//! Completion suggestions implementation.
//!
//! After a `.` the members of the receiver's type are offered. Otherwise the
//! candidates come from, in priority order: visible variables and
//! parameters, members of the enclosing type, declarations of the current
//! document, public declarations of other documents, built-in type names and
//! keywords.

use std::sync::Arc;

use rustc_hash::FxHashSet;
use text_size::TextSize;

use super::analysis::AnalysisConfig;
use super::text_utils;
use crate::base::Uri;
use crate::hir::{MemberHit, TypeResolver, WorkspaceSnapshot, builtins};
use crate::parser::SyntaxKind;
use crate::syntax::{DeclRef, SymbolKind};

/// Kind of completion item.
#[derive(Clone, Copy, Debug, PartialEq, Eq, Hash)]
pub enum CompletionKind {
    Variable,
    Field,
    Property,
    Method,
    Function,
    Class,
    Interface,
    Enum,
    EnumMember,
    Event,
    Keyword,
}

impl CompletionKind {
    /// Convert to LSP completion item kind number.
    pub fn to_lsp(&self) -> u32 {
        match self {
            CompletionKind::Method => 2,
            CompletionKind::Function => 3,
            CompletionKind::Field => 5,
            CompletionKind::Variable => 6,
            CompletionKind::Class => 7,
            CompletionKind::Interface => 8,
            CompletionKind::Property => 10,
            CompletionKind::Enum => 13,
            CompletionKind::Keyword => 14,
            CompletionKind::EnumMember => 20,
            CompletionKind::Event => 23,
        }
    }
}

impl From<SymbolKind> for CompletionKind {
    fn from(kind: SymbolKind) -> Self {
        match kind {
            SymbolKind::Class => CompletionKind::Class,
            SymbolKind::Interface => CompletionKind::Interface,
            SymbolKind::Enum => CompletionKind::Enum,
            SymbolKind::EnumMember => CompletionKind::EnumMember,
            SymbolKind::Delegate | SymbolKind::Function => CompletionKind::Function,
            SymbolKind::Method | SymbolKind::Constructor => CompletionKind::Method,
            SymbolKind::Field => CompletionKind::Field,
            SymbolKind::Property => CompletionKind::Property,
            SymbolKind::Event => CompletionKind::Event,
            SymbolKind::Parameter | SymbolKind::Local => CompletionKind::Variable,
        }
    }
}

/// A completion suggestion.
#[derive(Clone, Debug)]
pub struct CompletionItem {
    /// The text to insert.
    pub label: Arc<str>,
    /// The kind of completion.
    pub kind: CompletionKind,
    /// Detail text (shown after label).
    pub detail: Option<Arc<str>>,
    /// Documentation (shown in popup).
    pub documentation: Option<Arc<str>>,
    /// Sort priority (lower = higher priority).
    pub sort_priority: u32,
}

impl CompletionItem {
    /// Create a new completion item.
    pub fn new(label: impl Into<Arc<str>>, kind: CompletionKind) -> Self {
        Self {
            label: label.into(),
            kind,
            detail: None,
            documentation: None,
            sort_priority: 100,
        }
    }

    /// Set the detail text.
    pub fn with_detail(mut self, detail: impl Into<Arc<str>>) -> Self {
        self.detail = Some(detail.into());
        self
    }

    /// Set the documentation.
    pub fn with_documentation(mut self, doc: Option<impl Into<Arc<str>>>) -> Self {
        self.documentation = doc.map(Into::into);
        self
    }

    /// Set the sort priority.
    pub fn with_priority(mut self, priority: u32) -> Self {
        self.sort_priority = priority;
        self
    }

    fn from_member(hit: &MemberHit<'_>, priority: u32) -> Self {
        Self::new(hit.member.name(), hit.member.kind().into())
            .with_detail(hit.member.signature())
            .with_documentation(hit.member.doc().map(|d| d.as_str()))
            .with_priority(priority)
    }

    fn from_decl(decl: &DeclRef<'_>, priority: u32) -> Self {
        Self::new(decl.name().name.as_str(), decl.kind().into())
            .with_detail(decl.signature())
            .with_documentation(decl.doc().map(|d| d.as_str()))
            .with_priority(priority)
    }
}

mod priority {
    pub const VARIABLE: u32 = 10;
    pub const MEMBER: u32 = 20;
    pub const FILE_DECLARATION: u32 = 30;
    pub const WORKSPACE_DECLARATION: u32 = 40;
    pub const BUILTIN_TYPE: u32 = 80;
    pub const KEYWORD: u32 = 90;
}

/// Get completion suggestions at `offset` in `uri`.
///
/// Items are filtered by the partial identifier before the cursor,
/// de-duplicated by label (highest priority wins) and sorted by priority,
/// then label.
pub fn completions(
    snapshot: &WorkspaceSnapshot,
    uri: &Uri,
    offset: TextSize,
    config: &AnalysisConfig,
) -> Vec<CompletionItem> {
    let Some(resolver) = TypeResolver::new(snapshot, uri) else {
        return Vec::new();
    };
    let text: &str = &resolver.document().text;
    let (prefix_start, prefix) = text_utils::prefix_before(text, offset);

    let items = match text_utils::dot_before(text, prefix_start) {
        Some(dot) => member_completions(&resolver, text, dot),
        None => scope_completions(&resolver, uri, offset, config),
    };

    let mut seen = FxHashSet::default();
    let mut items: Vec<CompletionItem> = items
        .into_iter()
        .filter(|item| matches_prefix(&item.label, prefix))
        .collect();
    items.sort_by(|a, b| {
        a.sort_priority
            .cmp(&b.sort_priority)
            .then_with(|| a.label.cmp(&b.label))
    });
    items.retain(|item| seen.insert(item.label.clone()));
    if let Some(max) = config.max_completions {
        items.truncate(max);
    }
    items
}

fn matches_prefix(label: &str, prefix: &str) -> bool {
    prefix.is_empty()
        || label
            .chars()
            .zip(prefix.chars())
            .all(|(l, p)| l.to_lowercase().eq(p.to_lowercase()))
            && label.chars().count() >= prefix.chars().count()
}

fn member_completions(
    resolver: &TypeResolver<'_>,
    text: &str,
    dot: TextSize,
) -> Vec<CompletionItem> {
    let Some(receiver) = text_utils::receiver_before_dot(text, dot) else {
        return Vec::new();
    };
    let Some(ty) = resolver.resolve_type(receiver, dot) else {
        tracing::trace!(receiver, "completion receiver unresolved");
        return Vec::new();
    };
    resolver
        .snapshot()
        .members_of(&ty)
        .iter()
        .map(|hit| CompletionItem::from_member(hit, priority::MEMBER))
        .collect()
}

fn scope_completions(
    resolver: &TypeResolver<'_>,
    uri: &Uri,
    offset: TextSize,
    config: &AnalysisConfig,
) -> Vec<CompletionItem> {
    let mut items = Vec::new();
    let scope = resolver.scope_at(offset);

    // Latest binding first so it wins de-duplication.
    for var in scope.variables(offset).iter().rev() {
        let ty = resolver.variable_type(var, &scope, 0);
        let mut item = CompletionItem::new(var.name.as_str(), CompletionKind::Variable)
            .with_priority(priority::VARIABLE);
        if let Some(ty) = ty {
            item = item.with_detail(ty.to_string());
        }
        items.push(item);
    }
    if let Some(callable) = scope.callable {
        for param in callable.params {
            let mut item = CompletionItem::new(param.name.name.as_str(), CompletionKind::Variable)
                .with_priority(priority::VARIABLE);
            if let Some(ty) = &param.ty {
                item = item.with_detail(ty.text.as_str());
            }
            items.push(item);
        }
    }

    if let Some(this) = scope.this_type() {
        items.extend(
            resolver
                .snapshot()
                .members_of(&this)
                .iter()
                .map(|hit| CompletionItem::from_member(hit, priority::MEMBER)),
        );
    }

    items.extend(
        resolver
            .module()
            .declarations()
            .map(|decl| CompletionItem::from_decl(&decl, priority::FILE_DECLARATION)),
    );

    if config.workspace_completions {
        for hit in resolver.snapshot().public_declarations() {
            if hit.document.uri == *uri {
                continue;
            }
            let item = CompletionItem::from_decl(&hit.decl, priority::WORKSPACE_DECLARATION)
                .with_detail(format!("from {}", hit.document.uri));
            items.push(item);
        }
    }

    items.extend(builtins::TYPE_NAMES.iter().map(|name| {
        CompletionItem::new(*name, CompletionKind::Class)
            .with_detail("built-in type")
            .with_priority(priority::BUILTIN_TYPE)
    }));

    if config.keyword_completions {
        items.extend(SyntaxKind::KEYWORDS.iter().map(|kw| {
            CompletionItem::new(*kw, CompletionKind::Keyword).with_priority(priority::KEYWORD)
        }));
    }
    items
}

### DESCRIPTION OF THE TASK
Gather from the records above every line containing the string "this".

### EXERCISE OUTPUT
    if let Some(this) = scope.this_type() {
                .members_of(&this)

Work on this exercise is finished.